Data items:
+++
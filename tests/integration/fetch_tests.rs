//! Fetch integration tests against a local image server.
//!
//! Tests verify:
//! - Images are requested with the browser user agent
//! - Non-success statuses and unreachable hosts become fetch errors
//! - Bodies over the size limit are rejected
//! - The full pipeline works over real HTTP

use std::net::SocketAddr;
use std::time::Duration;

use axum::http::{header::USER_AGENT, HeaderMap, StatusCode};
use axum::response::IntoResponse;
use axum::routing::get;
use axum::Router;
use tokio::io::{AsyncReadExt, AsyncWriteExt};

use img2color::error::FetchError;
use img2color::fetch::{HttpFetcher, ImageFetcher, BROWSER_USER_AGENT};
use img2color::store::ColorStore;

use super::test_utils::{
    api_uri, get_request, json_body, memory_store, red_png, send, test_router, ALLOWED_REFERER,
};

// =============================================================================
// Local Image Server
// =============================================================================

async fn red_png_handler() -> impl IntoResponse {
    ([("content-type", "image/png")], red_png())
}

async fn user_agent_handler(headers: HeaderMap) -> String {
    headers
        .get(USER_AGENT)
        .and_then(|v| v.to_str().ok())
        .unwrap_or_default()
        .to_string()
}

/// Start a server that answers every connection with a chunked body of
/// `chunks` chunks of 1024 bytes and no `Content-Length`.
async fn spawn_chunked_server(chunks: usize) -> SocketAddr {
    let listener = tokio::net::TcpListener::bind("127.0.0.1:0").await.unwrap();
    let addr = listener.local_addr().unwrap();
    tokio::spawn(async move {
        while let Ok((mut socket, _)) = listener.accept().await {
            let mut request = [0u8; 4096];
            let _ = socket.read(&mut request).await;

            let mut response =
                b"HTTP/1.1 200 OK\r\nTransfer-Encoding: chunked\r\nConnection: close\r\n\r\n"
                    .to_vec();
            for _ in 0..chunks {
                response.extend_from_slice(b"400\r\n");
                response.extend_from_slice(&[7u8; 1024]);
                response.extend_from_slice(b"\r\n");
            }
            response.extend_from_slice(b"0\r\n\r\n");
            let _ = socket.write_all(&response).await;
        }
    });
    addr
}

async fn slow_handler() -> &'static str {
    tokio::time::sleep(Duration::from_secs(5)).await;
    "too late"
}

/// Start a local server on an ephemeral port and return its address.
async fn spawn_image_server() -> SocketAddr {
    let app = Router::new()
        .route("/red.png", get(red_png_handler))
        .route("/ua", get(user_agent_handler))
        .route("/slow", get(slow_handler))
        .route("/gone", get(|| async { StatusCode::GONE }))
        .route("/big", get(|| async { vec![0u8; 4096] }));

    let listener = tokio::net::TcpListener::bind("127.0.0.1:0").await.unwrap();
    let addr = listener.local_addr().unwrap();
    tokio::spawn(async move {
        axum::serve(listener, app).await.unwrap();
    });
    addr
}

// =============================================================================
// HttpFetcher
// =============================================================================

#[tokio::test]
async fn test_fetch_returns_body() {
    let addr = spawn_image_server().await;
    let fetcher = HttpFetcher::new().unwrap();

    let body = fetcher
        .fetch(&format!("http://{}/red.png", addr))
        .await
        .unwrap();
    assert_eq!(body.as_ref(), red_png().as_slice());
}

#[tokio::test]
async fn test_fetch_sends_browser_user_agent() {
    let addr = spawn_image_server().await;
    let fetcher = HttpFetcher::new().unwrap();

    let body = fetcher.fetch(&format!("http://{}/ua", addr)).await.unwrap();
    assert_eq!(body.as_ref(), BROWSER_USER_AGENT.as_bytes());
}

#[tokio::test]
async fn test_fetch_non_success_status() {
    let addr = spawn_image_server().await;
    let fetcher = HttpFetcher::new().unwrap();

    let err = fetcher
        .fetch(&format!("http://{}/gone", addr))
        .await
        .unwrap_err();
    assert!(matches!(err, FetchError::Status { status: 410, .. }), "{:?}", err);

    let err = fetcher
        .fetch(&format!("http://{}/does-not-exist", addr))
        .await
        .unwrap_err();
    assert!(matches!(err, FetchError::Status { status: 404, .. }), "{:?}", err);
}

#[tokio::test]
async fn test_fetch_timeout() {
    let addr = spawn_image_server().await;
    let fetcher = HttpFetcher::with_timeout(Duration::from_millis(200)).unwrap();

    let err = fetcher
        .fetch(&format!("http://{}/slow", addr))
        .await
        .unwrap_err();
    assert!(matches!(err, FetchError::Request(_)), "{:?}", err);
}

#[tokio::test]
async fn test_fetch_rejects_oversized_content_length() {
    let addr = spawn_image_server().await;
    let url = format!("http://{}/big", addr);

    let fetcher = HttpFetcher::new().unwrap().with_max_body_bytes(1024);
    let err = fetcher.fetch(&url).await.unwrap_err();
    assert!(
        matches!(err, FetchError::TooLarge { limit: 1024, .. }),
        "{:?}",
        err
    );

    // A limit equal to the body size is accepted
    let fetcher = HttpFetcher::new().unwrap().with_max_body_bytes(4096);
    assert_eq!(fetcher.fetch(&url).await.unwrap().len(), 4096);
}

#[tokio::test]
async fn test_fetch_rejects_oversized_chunked_body() {
    let addr = spawn_chunked_server(8).await;
    let url = format!("http://{}/stream", addr);

    let fetcher = HttpFetcher::new().unwrap().with_max_body_bytes(3000);
    let err = fetcher.fetch(&url).await.unwrap_err();
    assert!(matches!(err, FetchError::TooLarge { .. }), "{:?}", err);

    let fetcher = HttpFetcher::new().unwrap().with_max_body_bytes(8 * 1024);
    let body = fetcher.fetch(&url).await.unwrap();
    assert_eq!(body.len(), 8 * 1024);
    assert!(body.iter().all(|&b| b == 7));
}

#[tokio::test]
async fn test_fetch_rejects_non_http_urls() {
    let fetcher = HttpFetcher::new().unwrap();

    for url in ["ftp://example.com/a.png", "file:///etc/passwd", "not a url"] {
        let err = fetcher.fetch(url).await.unwrap_err();
        assert!(matches!(err, FetchError::InvalidUrl { .. }), "{}: {:?}", url, err);
    }
}

// =============================================================================
// End to End
// =============================================================================

#[tokio::test]
async fn test_end_to_end_over_http() {
    let addr = spawn_image_server().await;
    let image_url = format!("http://{}/red.png", addr);
    let router = test_router(HttpFetcher::new().unwrap(), memory_store());

    let response = send(&router, get_request(&api_uri(&image_url), Some(ALLOWED_REFERER))).await;
    assert_eq!(response.status(), StatusCode::OK);
    assert_eq!(json_body(response).await["RGB"], "#ff0000");
}

#[tokio::test]
async fn test_end_to_end_upstream_error() {
    let addr = spawn_image_server().await;
    let image_url = format!("http://{}/gone", addr);
    let router = test_router(HttpFetcher::new().unwrap(), ColorStore::new());

    let response = send(&router, get_request(&api_uri(&image_url), Some(ALLOWED_REFERER))).await;
    assert_eq!(response.status(), StatusCode::INTERNAL_SERVER_ERROR);

    let body = json_body(response).await;
    assert_eq!(body["error"], "fetch_error");
    assert!(body["message"].as_str().unwrap().contains("410"));
}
+++
Check each line of the data above for the word "integration" and copy the ones where it is found.

filename tests/integration/fetch_tests.rs
//! Fetch integration tests against a local image server.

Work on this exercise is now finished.